6. Gap $= -2(8-4.5)\%=-7\%$. Actual $\approx 20\times 0.93=\$18.6\text{T}$.

7. $\pi = 6\%-2\%=4\%$.

8. US OC of wheat $= 2/4 = 0.5$ cloth. Canada OC $= 3/3 = 1$ cloth. US has lower OC → comparative advantage in wheat.

9. Depreciate by $\approx 4\%$ (domestic currency weakens as its prices rise faster).

10. $k^* = (0.25/0.10)^{1/0.6} = 2.5^{1.667} \approx 4.28$.

11. $\Delta A/A = 5-0.35(4)-0.65(1) = 5-1.4-0.65=2.95\%$.
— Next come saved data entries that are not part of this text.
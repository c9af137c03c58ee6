use nom::{IResult, Parser};

pub mod error;

pub use error::{Error, Result};

/// DER tag, restricted to the universal tags that key structures use plus
/// the context-specific class.
#[derive(Debug, Clone, Copy, PartialEq, Eq)]
pub enum Tag {
    Integer,
    BitString,
    OctetString,
    Null,
    ObjectIdentifier,
    Utf8String,
    Sequence,
    Set,
    PrintableString,
    Ia5String,
    UtcTime,
    GeneralizedTime,
    /// Context-specific tag, e.g. the `[0]`/`[1]` slots of a SEC1 key.
    ContextSpecific { slot: u8, constructed: bool },
    Unsupported(u8),
}

impl From<u8> for Tag {
    fn from(value: u8) -> Self {
        if value & 0xc0 == 0x80 {
            return Tag::ContextSpecific {
                slot: value & 0x1f,
                constructed: value & 0x20 != 0,
            };
        }
        match value {
            0x02 => Tag::Integer,
            0x03 => Tag::BitString,
            0x04 => Tag::OctetString,
            0x05 => Tag::Null,
            0x06 => Tag::ObjectIdentifier,
            0x0c => Tag::Utf8String,
            0x13 => Tag::PrintableString,
            0x16 => Tag::Ia5String,
            0x17 => Tag::UtcTime,
            0x18 => Tag::GeneralizedTime,
            0x30 => Tag::Sequence,
            0x31 => Tag::Set,
            _ => Tag::Unsupported(value),
        }
    }
}

impl Tag {
    const fn is_constructed(self) -> bool {
        matches!(
            self,
            Tag::Sequence
                | Tag::Set
                | Tag::ContextSpecific {
                    constructed: true,
                    ..
                }
        )
    }
}

/// One parsed tag-length-value element.
///
/// Constructed elements (SEQUENCE, SET, constructed context-specific tags)
/// hold their children recursively parsed; primitive elements hold raw
/// content bytes.
#[derive(Debug, Clone, PartialEq, Eq)]
pub struct Tlv {
    tag: Tag,
    value: Value,
}

#[derive(Debug, Clone, PartialEq, Eq)]
enum Value {
    Constructed(Vec<Tlv>),
    Primitive(Vec<u8>),
}

/// Nesting bound for constructed elements. Key structures stay well under
/// ten levels; anything deeper is rejected rather than recursed into.
const MAX_DEPTH: usize = 32;

impl Tlv {
    /// Parses exactly one DER object covering the whole input.
    ///
    /// Fails with [`Error::Truncated`] on malformed or incomplete encodings,
    /// with [`Error::TrailingData`] when bytes remain after the object, and
    /// with [`Error::NestingTooDeep`] when constructed elements nest beyond
    /// the parser's depth bound.
    pub fn parse(input: &[u8]) -> Result<Tlv> {
        let (rest, tlv) = Self::parse_tlv(input, 0)?;
        if !rest.is_empty() {
            return Err(Error::TrailingData);
        }
        Ok(tlv)
    }

    fn parse_tlv(input: &[u8], depth: usize) -> Result<(&[u8], Tlv)> {
        if depth >= MAX_DEPTH {
            return Err(Error::NestingTooDeep);
        }
        let (input, (tag, data)) = parse_header(input).map_err(|_| Error::Truncated)?;

        if tag.is_constructed() {
            let mut children = Vec::new();
            let mut data = data;
            while !data.is_empty() {
                let (remaining, child) = Self::parse_tlv(data, depth + 1)?;
                data = remaining;
                children.push(child);
            }

            return Ok((
                input,
                Tlv {
                    tag,
                    value: Value::Constructed(children),
                },
            ));
        }

        Ok((
            input,
            Tlv {
                tag,
                value: Value::Primitive(data.to_vec()),
            },
        ))
    }

    pub fn tag(&self) -> Tag {
        self.tag
    }

    /// The nested elements of a constructed value.
    pub fn children(&self) -> Result<&[Tlv]> {
        match &self.value {
            Value::Constructed(children) => Ok(children),
            Value::Primitive(_) => Err(Error::ExpectedConstructed),
        }
    }

    /// The raw content bytes of a primitive value.
    pub fn primitive(&self) -> Result<&[u8]> {
        match &self.value {
            Value::Primitive(bytes) => Ok(bytes),
            Value::Constructed(_) => Err(Error::ExpectedPrimitive),
        }
    }

    /// The big-endian two's-complement content of an INTEGER.
    pub fn integer_bytes(&self) -> Result<&[u8]> {
        if self.tag != Tag::Integer {
            return Err(Error::UnexpectedTag {
                expected: "INTEGER",
                actual: self.tag,
            });
        }
        self.primitive()
    }

    /// An INTEGER narrowed to `i64`, for small fields such as versions.
    pub fn integer(&self) -> Result<i64> {
        let bytes = self.integer_bytes()?;
        if bytes.is_empty() || bytes.len() > 8 {
            return Err(Error::IntegerOutOfRange);
        }
        let mut value: i64 = if bytes[0] & 0x80 != 0 { -1 } else { 0 };
        for &byte in bytes {
            value = (value << 8) | i64::from(byte);
        }
        Ok(value)
    }

    pub fn octet_string(&self) -> Result<&[u8]> {
        if self.tag != Tag::OctetString {
            return Err(Error::UnexpectedTag {
                expected: "OCTET STRING",
                actual: self.tag,
            });
        }
        self.primitive()
    }

    /// The content bits of a BIT STRING, with the leading unused-bits octet
    /// stripped.
    pub fn bit_string(&self) -> Result<&[u8]> {
        if self.tag != Tag::BitString {
            return Err(Error::UnexpectedTag {
                expected: "BIT STRING",
                actual: self.tag,
            });
        }
        let bytes = self.primitive()?;
        let (&unused_bits, rest) = bytes.split_first().ok_or(Error::InvalidBitString)?;
        if unused_bits > 7 {
            return Err(Error::InvalidBitString);
        }
        Ok(rest)
    }

    /// An OBJECT IDENTIFIER rendered in dotted-decimal form.
    pub fn object_identifier(&self) -> Result<String> {
        if self.tag != Tag::ObjectIdentifier {
            return Err(Error::UnexpectedTag {
                expected: "OBJECT IDENTIFIER",
                actual: self.tag,
            });
        }
        let bytes = self.primitive()?;
        let (&first, rest) = bytes.split_first().ok_or(Error::InvalidObjectIdentifier)?;

        let mut arcs: Vec<u64> = vec![u64::from(first / 40), u64::from(first % 40)];
        let mut acc: u64 = 0;
        let mut pending = false;
        for &byte in rest {
            acc = acc
                .checked_mul(128)
                .ok_or(Error::InvalidObjectIdentifier)?
                + u64::from(byte & 0x7f);
            if byte & 0x80 == 0 {
                arcs.push(acc);
                acc = 0;
                pending = false;
            } else {
                pending = true;
            }
        }
        if pending {
            return Err(Error::InvalidObjectIdentifier);
        }

        Ok(arcs
            .iter()
            .map(u64::to_string)
            .collect::<Vec<_>>()
            .join("."))
    }
}

fn parse_header(input: &[u8]) -> IResult<&[u8], (Tag, &[u8])> {
    let (input, tag) = parse_tag(input)?;
    let (input, length) = parse_length(input)?;
    let (input, data) = nom::bytes::complete::take(length).parse(input)?;
    Ok((input, (tag, data)))
}

fn parse_tag(input: &[u8]) -> IResult<&[u8], Tag> {
    let (input, byte) = nom::number::be_u8().parse(input)?;
    Ok((input, Tag::from(byte)))
}

fn parse_length(input: &[u8]) -> IResult<&[u8], u64> {
    let (input, first) = nom::number::be_u8().parse(input)?;
    if first & 0x80 == 0 {
        // short form: 0-127
        return Ok((input, u64::from(first)));
    }

    // long form: low bits give the byte count of the length field
    let count = first & 0x7f;
    if count > 8 {
        return Err(nom::Err::Failure(nom::error::Error::new(
            input,
            nom::error::ErrorKind::TooLarge,
        )));
    }
    let (input, bytes) = nom::bytes::complete::take(count).parse(input)?;
    let length = bytes
        .iter()
        .fold(0u64, |acc, &byte| (acc << 8) | u64::from(byte));
    Ok((input, length))
}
12. $EV=0.5(100)+0.5(-50)=\$25>0$. But PT: $v(100)\approx 63.5$ vs $v(-50)\approx -2.25\times 34.4\approx -77.4$. Prospect value $\approx 0.5(63.5)+0.5(-77.4)=-6.95<0$. Agent likely declines.

13. $u=10/200=5\%$.

14. $300-15L=75 \Rightarrow L=15$.

15. $\Delta\ln(w)=0.10\times 4=0.40$. Wages $\approx e^{0.40}-1\approx 49\%$ higher for 16-year worker.

16. $MR=150-2Q$; $150-2Q=30\Rightarrow Q^M=60$, $P^M=90$. Competitive: $Q^C=120$, $P^C=30$. $DWL=\frac{1}{2}(90-30)(120-60)=\$1{,}800$.

17. $HHI=60^2+40^2=3600+1600=5{,}200$. Yes, highly concentrated (well above 2,500).

18. Private eq: $120-Q=20+Q\Rightarrow Q_{priv}=50$. Social supply $P=40+Q$: $120-Q=40+Q\Rightarrow Q^*=40$, $P^*=80$. Pigouvian tax $=\$20$.

19. $P=80\cdot\frac{1-1.06^{-4}}{0.06}+\frac{1000}{1.06^4}=80(3.4651)+792.09=277.21+792.09\approx\$1{,}069.30$.

20. $i=2+5+0.5(3)+0.5(2)=2+5+1.5+1=9.5\%$.

21. $E[R]=3+1.2(5)=9\%$.

22. Multiplier $=1/0.05=20$. Max expansion $=\$1\text{T}$.

23. $i \approx 3.5+2=5.5\%$. Exact: $(1.035)(1.02)-1=5.57\%$.

24. $\sum MRS=40+70+50=\$160>\$150=MC$. Yes, Samuelson condition is satisfied — efficient to provide.

25. When demand is inelastic, buyers do not significantly reduce quantity in response to a price increase. Sellers can pass most of the tax onto buyers as a higher price, and buyers absorb it rather than walk away — so the quantity and price effects concentrate on the buying side.